26      Il convient, tout d’abord, de rappeler qu’il ressort de la jurisprudence citée au point 20 ci-dessus, que l’étendue de l’obligation de justification dépend du caractère confidentiel ou secret par nature ou non d’une information. Ainsi, dans l’éventualité où il serait conclu que les éléments occultés peuvent être considérés comme étant de par leur nature confidentiel ou secret, le caractère sommaire de la motivation avancée par les requérantes ne constituera pas un obstacle à l’octroi de la demande de confidentialité. Il en ira différemment si le caractère confidentiel ou secret desdits éléments ne s’impose pas avec un degré suffisant d’évidence et aurait, dès lors, impliqué une motivation supplémentaire.

27      En outre, s’il est exact que des informations peuvent perdre leur nature secrète ou confidentielle par nature lorsque le grand public ou certains milieux spécialisés peuvent y avoir accès (voir en ce sens, ordonnance vwd Vereinigte Wirtschaftsdienste/Commission, précitée, point 71), c’est à la partie qui conteste la nature secrète ou confidentielle desdites informations d’amener la preuve d’une telle perte. Short Brothers et Bombardier ne sauraient, dès lors, utilement faire valoir que les requérantes n’ont pas démontré le maintien du caractère confidentiel ou secret desdites informations.

28      S’agissant, en premier lieu, de la demande de confidentialité du point 33 de la requête, des éléments occultés au point 30 du mémoire en défense et à la note de bas de page n° 20 du mémoire en intervention du Royaume-Uni de Grande-Bretagne et d’Irlande du Nord, les requérantes la justifient par la circonstance qu’ils concernent le plan d’affaires d’OGMA.

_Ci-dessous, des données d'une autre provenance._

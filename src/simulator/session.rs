//! Scoped ownership of a simulator environment.

use tracing::debug;

use super::connection::ConnectionState;
use super::environment::{Environment, PhaseAction, Transition};
use super::error::SimulatorError;
use crate::telemetry::TelemetryAccessor;

/// Owns an [`Environment`] and releases it on every exit path.
///
/// Dropping the session closes the environment if [`SimulatorSession::close`]
/// has not been called, so an early return or panic in the episode loop
/// never leaks the external simulator process.
#[derive(Debug)]
pub struct SimulatorSession<E: Environment> {
    env: E,
    closed: bool,
}

impl<E: Environment> SimulatorSession<E> {
    pub fn new(env: E) -> Self {
        Self { env, closed: false }
    }

    /// Starts a new episode and returns the initial observation.
    pub fn reset(&mut self) -> Result<Vec<f64>, SimulatorError> {
        self.ensure_open()?;
        Ok(self.env.reset()?.into_observation())
    }

    /// Advances the simulator by one step.
    pub fn step(&mut self, action: PhaseAction) -> Result<Transition, SimulatorError> {
        self.ensure_open()?;
        Ok(self.env.step(action)?.normalize())
    }

    /// Telemetry accessor bound to the current simulator state.
    pub fn telemetry(&self) -> TelemetryAccessor<'_, E::Connection> {
        TelemetryAccessor::new(self.env.connection())
    }

    pub fn environment(&self) -> &E {
        &self.env
    }

    pub fn is_closed(&self) -> bool {
        self.closed
    }

    /// Releases the simulator. Idempotent.
    pub fn close(&mut self) {
        if !self.closed {
            debug!("closing simulator session");
            self.env.close();
            self.closed = true;
        }
    }

    fn ensure_open(&self) -> Result<(), SimulatorError> {
        if self.closed {
            Err(SimulatorError::NotRunning(ConnectionState::Closed))
        } else {
            Ok(())
        }
    }
}

impl<E: Environment> Drop for SimulatorSession<E> {
    fn drop(&mut self) {
        self.close();
    }
}
#[cfg(test)]
mod tests {
    use super::*;
    use crate::config::RewardConfig;
    use crate::control::{FixedTimePolicy, RandomPolicy};
    use crate::simulator::{PhaseAction, ReplayFrame, ReplaySimulator, SimulatorError};
    use crate::telemetry::VehicleTelemetry;

    const HERO: &str = "hero_ambulance";

    fn hero(speed: f64) -> VehicleTelemetry {
        VehicleTelemetry::new(HERO, "ambulance_type", speed, 0.0)
    }

    fn car(id: &str, wait: f64) -> VehicleTelemetry {
        VehicleTelemetry::new(id, "passenger", 3.0, wait)
    }

    /// Hero present from t=2 to t=4, civilians v1 and v2.
    fn frames() -> Vec<ReplayFrame> {
        vec![
            ReplayFrame::new(0.0),
            ReplayFrame::new(1.0).vehicle(car("v1", 1.0)).lanes(vec![1.0]),
            ReplayFrame::new(2.0)
                .vehicle(car("v1", 4.0))
                .vehicle(hero(0.5))
                .lanes(vec![2.0]),
            ReplayFrame::new(3.0).vehicle(car("v2", 2.0)).vehicle(hero(8.0)),
            ReplayFrame::new(4.0).vehicle(car("v2", 1.0)),
            ReplayFrame::new(5.0),
        ]
    }

    #[test]
    fn runs_until_done() {
        let mut driver = EpisodeDriver::new(ReplaySimulator::new(frames()), FixedTimePolicy, HERO);
        let outcome = driver.run_episode().unwrap();

        assert_eq!(outcome.steps, 5);
        assert_eq!(outcome.termination, TerminationReason::Done);
        assert_eq!(outcome.privileged_entry, Some(2.0));
        assert_eq!(outcome.privileged_transit, Some(2.0));
        assert_eq!(outcome.civilians_observed, 2);
        assert!((outcome.civilian_mean_wait - 3.0).abs() < 1e-10);
        assert_eq!(outcome.final_sim_time, 5.0);
        assert_eq!(outcome.telemetry_gaps, 0);
        assert_eq!(outcome.shaped_return, None);
    }

    #[test]
    fn early_stop_is_opt_in() {
        let mut driver = EpisodeDriver::new(ReplaySimulator::new(frames()), FixedTimePolicy, HERO)
            .with_termination(TerminationPolicy {
                max_steps: None,
                stop_on_privileged_finish: true,
            });
        let outcome = driver.run_episode().unwrap();
        assert_eq!(outcome.termination, TerminationReason::PrivilegedFinished);
        assert_eq!(outcome.steps, 4);
        assert_eq!(outcome.privileged_transit, Some(2.0));
    }

    #[test]
    fn step_ceiling_stops_episode() {
        let mut driver = EpisodeDriver::new(ReplaySimulator::new(frames()), FixedTimePolicy, HERO)
            .with_termination(TerminationPolicy {
                max_steps: Some(2),
                stop_on_privileged_finish: false,
            });
        let outcome = driver.run_episode().unwrap();
        assert_eq!(outcome.termination, TerminationReason::StepCeiling);
        assert_eq!(outcome.steps, 2);
        assert_eq!(outcome.privileged_transit, None);
    }

    #[test]
    fn zero_step_ceiling_never_steps() {
        let mut driver = EpisodeDriver::new(ReplaySimulator::new(frames()), FixedTimePolicy, HERO)
            .with_termination(TerminationPolicy {
                max_steps: Some(0),
                stop_on_privileged_finish: false,
            });
        let outcome = driver.run_episode().unwrap();
        assert_eq!(outcome.termination, TerminationReason::StepCeiling);
        assert_eq!(outcome.steps, 0);
        assert_eq!(outcome.civilians_observed, 0);
        assert!(driver.session().environment().actions().is_empty());
    }

    #[test]
    fn done_outranks_ceiling_on_same_step() {
        let policy = TerminationPolicy {
            max_steps: Some(5),
            stop_on_privileged_finish: true,
        };
        assert_eq!(policy.check(true, true, 5), Some(TerminationReason::Done));
        assert_eq!(
            policy.check(false, true, 5),
            Some(TerminationReason::PrivilegedFinished)
        );
        assert_eq!(policy.check(false, false, 5), Some(TerminationReason::StepCeiling));
        assert_eq!(policy.check(false, false, 4), None);
        assert!(policy.ceiling_reached(5));
        assert!(!TerminationPolicy::default().ceiling_reached(u64::MAX));
    }

    #[test]
    fn telemetry_gap_is_counted_not_fatal() {
        let sim = ReplaySimulator::new(frames()).fail_telemetry_at(3);
        let mut driver = EpisodeDriver::new(sim, FixedTimePolicy, HERO)
            .with_reward_shaper(RewardShaper::default());
        let outcome = driver.run_episode().unwrap();

        assert_eq!(outcome.steps, 5);
        assert_eq!(outcome.telemetry_gaps, 1);
        // Step 3 (t=3) was skipped; v2 is only seen at t=4 with wait 1.
        assert_eq!(outcome.civilians_observed, 2);
        assert!((outcome.civilian_mean_wait - 2.5).abs() < 1e-10);
        assert_eq!(outcome.privileged_transit, Some(2.0));
        assert!(outcome.shaped_return.is_some());
    }

    #[test]
    fn shaped_return_sums_step_rewards() {
        let config = RewardConfig {
            stall_penalty: 100.0,
            ..RewardConfig::default()
        };
        let mut driver = EpisodeDriver::new(ReplaySimulator::new(frames()), FixedTimePolicy, HERO)
            .with_reward_shaper(RewardShaper::new(config));
        let outcome = driver.run_episode().unwrap();
        // Lanes: 1 + 2; one stalled ambulance at t=2.
        let expected = -(1.0 + 2.0 + 100.0);
        assert!((outcome.shaped_return.unwrap() - expected).abs() < 1e-10);
    }

    #[test]
    fn step_failure_closes_session() {
        let sim = ReplaySimulator::new(frames()).fail_step_at(2);
        let closes = sim.close_counter();
        let mut driver = EpisodeDriver::new(sim, FixedTimePolicy, HERO);

        let err = driver.run_episode().unwrap_err();
        assert!(matches!(
            err,
            EpisodeError::Step {
                step: 2,
                source: SimulatorError::Backend(_)
            }
        ));
        assert!(driver.session().is_closed());
        assert_eq!(closes.count(), 1);
        assert!(matches!(driver.run_episode(), Err(EpisodeError::Reset(_))));
    }

    #[test]
    fn policy_actions_reach_environment() {
        let sim = ReplaySimulator::new(frames());
        let mut driver = EpisodeDriver::new(sim, RandomPolicy::seeded(3, 7), HERO);
        driver.run_episode().unwrap();
        let actions = driver.session().environment().actions();
        assert_eq!(actions.len(), 5);
        assert!(actions
            .iter()
            .all(|a| matches!(a, PhaseAction::Select(i) if *i < 3)));
    }

    #[test]
    fn episodes_are_independent() {
        let mut driver = EpisodeDriver::new(ReplaySimulator::new(frames()), FixedTimePolicy, HERO);
        let outcomes = driver.run_episodes(2).unwrap();
        assert_eq!(outcomes.len(), 2);
        assert_eq!(outcomes[0].privileged_transit, outcomes[1].privileged_transit);
        assert_eq!(outcomes[0].civilian_mean_wait, outcomes[1].civilian_mean_wait);
        assert_ne!(outcomes[0].run_id, outcomes[1].run_id);
    }

    #[test]
    fn termination_precedence() {
        let policy = TerminationPolicy {
            max_steps: Some(3),
            stop_on_privileged_finish: true,
        };
        assert_eq!(policy.check(true, true, 3), Some(TerminationReason::Done));
        assert_eq!(
            policy.check(false, true, 3),
            Some(TerminationReason::PrivilegedFinished)
        );
        assert_eq!(policy.check(false, false, 3), Some(TerminationReason::StepCeiling));
        assert_eq!(policy.check(false, false, 2), None);
        assert_eq!(TerminationPolicy::run_to_completion().check(false, true, 1_000_000), None);
    }
}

29      Short Brothers et Bombardier estiment que la demande de traitement confidentiel de ces éléments devrait être rejetée dès lors qu’elle n’est assortie d’aucune explication quant au contenu de ces plans, à leur date ou à leur nature confidentielle et que les requérantes ne démontrent pas que lesdits éléments ne sont pas connus du public ou demeurent suffisamment récents pour être protégés au titre de la confidentialité. Short Brothers et Bombardier font également valoir que, en toute hypothèse, la communication de ces éléments devrait leur être accordée afin qu’elles puissent exercer leurs droits procéduraux. Elles notent, à cet égard, que tant la Commission que le Royaume-Uni de Grande-Bretagne et d’Irlande du Nord se réfèrent au point 33 de la requête pour contester la recevabilité du recours en ce qu’il est introduit par OGMA.

30      Un plan d’affaires constituant une information qui peut être qualifiée de secrète ou de confidentielle de par sa nature, les requérantes n’étaient pas tenues d’apporter de motivation autre que la description de son contenu.

31      Toutefois, il convient de constater que les informations contenues au point 33 de la requête ne revêtent plus un caractère confidentiel ou secret à l’égard de Short Brothers et Bombardier dans la mesure où elles figurent également, et de manière plus détaillée, aux points 52 à 62 de la version non confidentielle de la plainte que les requérantes ont adressée à la Commission, qui leur a été communiquée par cette dernière et dont des extraits figurent à l’annexe O.8 des observations de Short Brothers et Bombardier. La demande de confidentialité doit, dès lors, être rejetée à leur égard. Il en va de même des informations contenues dans le point 30 du mémoire en défense, dès lors qu’elles figurent également au point 60 de la version non confidentielle de la plainte.

32      Partant, il convient de rejeter la demande de confidentialité en ce qu’elle concerne le point 33 de la requête et les éléments occultés au point 30 du mémoire en défense. Il en va de même des éléments occultés à la note de bas de page n° 20 du mémoire en intervention du Royaume-Uni de Grande-Bretagne et d’Irlande du Nord, en ce qu’ils consistent en un simple renvoi au point 33 de la requête et ne revêtent, dès lors, aucun caractère confidentiel ou secret.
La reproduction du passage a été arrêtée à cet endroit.